- **Task brief**
Lines with the word "CodecError": copy all of them from the entries below.

[Saved data entries]
==================================================

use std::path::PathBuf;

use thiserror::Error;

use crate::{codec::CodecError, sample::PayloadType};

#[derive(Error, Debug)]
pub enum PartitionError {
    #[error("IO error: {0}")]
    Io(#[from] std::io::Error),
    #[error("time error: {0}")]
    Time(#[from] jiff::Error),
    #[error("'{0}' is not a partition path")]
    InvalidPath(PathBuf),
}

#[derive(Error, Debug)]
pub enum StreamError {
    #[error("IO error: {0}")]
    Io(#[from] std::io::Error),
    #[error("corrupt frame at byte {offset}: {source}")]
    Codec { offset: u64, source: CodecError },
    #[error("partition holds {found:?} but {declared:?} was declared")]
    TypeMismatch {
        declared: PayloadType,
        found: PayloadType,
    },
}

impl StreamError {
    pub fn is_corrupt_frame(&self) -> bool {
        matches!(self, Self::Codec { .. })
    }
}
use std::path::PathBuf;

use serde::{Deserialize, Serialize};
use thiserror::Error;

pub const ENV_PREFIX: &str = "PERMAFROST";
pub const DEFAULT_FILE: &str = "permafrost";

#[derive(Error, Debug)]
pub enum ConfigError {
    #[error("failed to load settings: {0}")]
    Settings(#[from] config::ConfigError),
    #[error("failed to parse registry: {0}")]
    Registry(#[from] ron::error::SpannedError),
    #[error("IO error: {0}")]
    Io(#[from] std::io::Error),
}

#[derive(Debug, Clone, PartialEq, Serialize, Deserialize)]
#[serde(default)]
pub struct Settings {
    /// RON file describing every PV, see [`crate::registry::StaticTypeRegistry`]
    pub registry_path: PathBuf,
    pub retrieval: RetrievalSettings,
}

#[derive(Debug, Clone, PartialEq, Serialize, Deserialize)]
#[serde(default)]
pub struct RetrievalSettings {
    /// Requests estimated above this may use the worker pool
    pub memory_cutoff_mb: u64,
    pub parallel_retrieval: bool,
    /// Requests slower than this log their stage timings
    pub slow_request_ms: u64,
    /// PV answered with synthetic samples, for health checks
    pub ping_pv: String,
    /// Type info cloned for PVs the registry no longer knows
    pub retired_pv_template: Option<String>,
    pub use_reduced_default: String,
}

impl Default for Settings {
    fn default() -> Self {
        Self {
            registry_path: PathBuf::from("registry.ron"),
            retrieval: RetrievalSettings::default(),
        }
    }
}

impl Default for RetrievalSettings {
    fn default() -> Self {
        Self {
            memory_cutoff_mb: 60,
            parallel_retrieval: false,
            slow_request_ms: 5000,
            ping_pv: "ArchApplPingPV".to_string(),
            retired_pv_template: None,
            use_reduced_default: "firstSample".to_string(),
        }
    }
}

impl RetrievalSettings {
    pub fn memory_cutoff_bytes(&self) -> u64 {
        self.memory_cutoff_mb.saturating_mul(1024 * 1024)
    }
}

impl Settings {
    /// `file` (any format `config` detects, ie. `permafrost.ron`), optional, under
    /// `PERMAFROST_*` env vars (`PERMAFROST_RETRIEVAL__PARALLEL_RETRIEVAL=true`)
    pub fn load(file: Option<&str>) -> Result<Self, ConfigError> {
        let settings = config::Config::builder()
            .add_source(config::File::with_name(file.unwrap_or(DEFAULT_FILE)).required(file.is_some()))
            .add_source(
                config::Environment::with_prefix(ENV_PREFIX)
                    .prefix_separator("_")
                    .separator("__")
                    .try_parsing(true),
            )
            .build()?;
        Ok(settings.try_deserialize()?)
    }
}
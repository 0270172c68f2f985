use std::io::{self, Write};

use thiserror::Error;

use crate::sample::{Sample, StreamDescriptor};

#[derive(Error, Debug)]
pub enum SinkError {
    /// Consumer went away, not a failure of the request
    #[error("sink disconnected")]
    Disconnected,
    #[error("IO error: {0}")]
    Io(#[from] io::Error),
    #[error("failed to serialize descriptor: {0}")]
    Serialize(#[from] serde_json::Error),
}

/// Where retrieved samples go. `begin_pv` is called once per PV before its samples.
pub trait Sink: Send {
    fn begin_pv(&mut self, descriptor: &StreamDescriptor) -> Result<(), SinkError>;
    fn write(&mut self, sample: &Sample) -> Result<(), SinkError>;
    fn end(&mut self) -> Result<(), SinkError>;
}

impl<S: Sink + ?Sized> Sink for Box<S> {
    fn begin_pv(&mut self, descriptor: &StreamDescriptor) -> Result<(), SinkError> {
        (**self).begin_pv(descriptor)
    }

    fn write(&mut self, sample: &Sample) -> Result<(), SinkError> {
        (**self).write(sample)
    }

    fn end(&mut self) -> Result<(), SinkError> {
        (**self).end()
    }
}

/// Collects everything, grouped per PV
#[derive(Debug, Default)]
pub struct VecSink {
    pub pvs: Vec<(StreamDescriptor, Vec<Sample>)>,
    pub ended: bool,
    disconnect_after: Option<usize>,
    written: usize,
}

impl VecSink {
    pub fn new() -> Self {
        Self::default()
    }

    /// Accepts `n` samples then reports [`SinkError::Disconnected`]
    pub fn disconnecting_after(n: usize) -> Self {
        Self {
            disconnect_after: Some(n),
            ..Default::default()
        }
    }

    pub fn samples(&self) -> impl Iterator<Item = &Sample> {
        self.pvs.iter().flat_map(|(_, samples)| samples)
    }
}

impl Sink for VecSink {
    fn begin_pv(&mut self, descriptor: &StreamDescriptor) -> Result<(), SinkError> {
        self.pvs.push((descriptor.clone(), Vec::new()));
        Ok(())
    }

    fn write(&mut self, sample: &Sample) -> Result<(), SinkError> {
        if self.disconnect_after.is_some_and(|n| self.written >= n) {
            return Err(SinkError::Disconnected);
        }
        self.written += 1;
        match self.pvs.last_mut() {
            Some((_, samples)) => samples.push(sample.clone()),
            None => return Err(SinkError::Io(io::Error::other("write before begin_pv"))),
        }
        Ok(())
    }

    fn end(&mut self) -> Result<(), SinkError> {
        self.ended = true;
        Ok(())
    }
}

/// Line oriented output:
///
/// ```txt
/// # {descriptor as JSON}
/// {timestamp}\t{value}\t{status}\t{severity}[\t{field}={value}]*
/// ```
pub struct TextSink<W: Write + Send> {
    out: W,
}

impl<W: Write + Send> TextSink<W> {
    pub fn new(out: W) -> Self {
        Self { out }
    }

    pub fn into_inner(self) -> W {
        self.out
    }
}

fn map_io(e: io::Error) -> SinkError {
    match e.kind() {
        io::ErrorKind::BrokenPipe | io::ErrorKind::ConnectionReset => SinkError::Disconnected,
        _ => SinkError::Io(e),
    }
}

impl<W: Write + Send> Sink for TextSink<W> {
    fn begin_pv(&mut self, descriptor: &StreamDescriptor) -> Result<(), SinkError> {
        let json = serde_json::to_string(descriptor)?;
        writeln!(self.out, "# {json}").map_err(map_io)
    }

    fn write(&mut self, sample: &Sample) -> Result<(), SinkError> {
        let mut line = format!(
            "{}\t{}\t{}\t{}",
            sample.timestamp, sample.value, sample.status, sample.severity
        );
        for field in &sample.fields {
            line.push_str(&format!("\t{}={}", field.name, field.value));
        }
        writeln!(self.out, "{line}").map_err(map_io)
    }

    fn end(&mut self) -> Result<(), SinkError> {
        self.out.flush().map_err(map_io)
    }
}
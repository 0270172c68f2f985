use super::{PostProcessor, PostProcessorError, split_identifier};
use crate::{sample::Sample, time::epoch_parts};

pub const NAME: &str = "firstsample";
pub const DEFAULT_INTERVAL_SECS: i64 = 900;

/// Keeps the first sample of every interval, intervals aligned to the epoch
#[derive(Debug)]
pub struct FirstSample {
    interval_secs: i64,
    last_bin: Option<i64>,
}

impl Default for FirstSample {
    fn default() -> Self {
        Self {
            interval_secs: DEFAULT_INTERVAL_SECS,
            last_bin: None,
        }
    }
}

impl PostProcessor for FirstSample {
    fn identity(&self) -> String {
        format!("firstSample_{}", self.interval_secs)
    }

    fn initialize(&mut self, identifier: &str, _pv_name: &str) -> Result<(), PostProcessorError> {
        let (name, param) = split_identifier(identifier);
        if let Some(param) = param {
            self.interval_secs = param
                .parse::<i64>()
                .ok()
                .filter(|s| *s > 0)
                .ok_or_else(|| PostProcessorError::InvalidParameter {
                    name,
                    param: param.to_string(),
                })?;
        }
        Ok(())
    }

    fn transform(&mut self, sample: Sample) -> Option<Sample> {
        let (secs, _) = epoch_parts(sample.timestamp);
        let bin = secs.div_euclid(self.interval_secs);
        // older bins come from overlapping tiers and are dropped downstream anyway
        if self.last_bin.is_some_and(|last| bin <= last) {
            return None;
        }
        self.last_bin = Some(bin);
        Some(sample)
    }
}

==================================================

- **Answer below**
use crate::{codec::CodecError, sample::PayloadType};
    Codec { offset: u64, source: CodecError },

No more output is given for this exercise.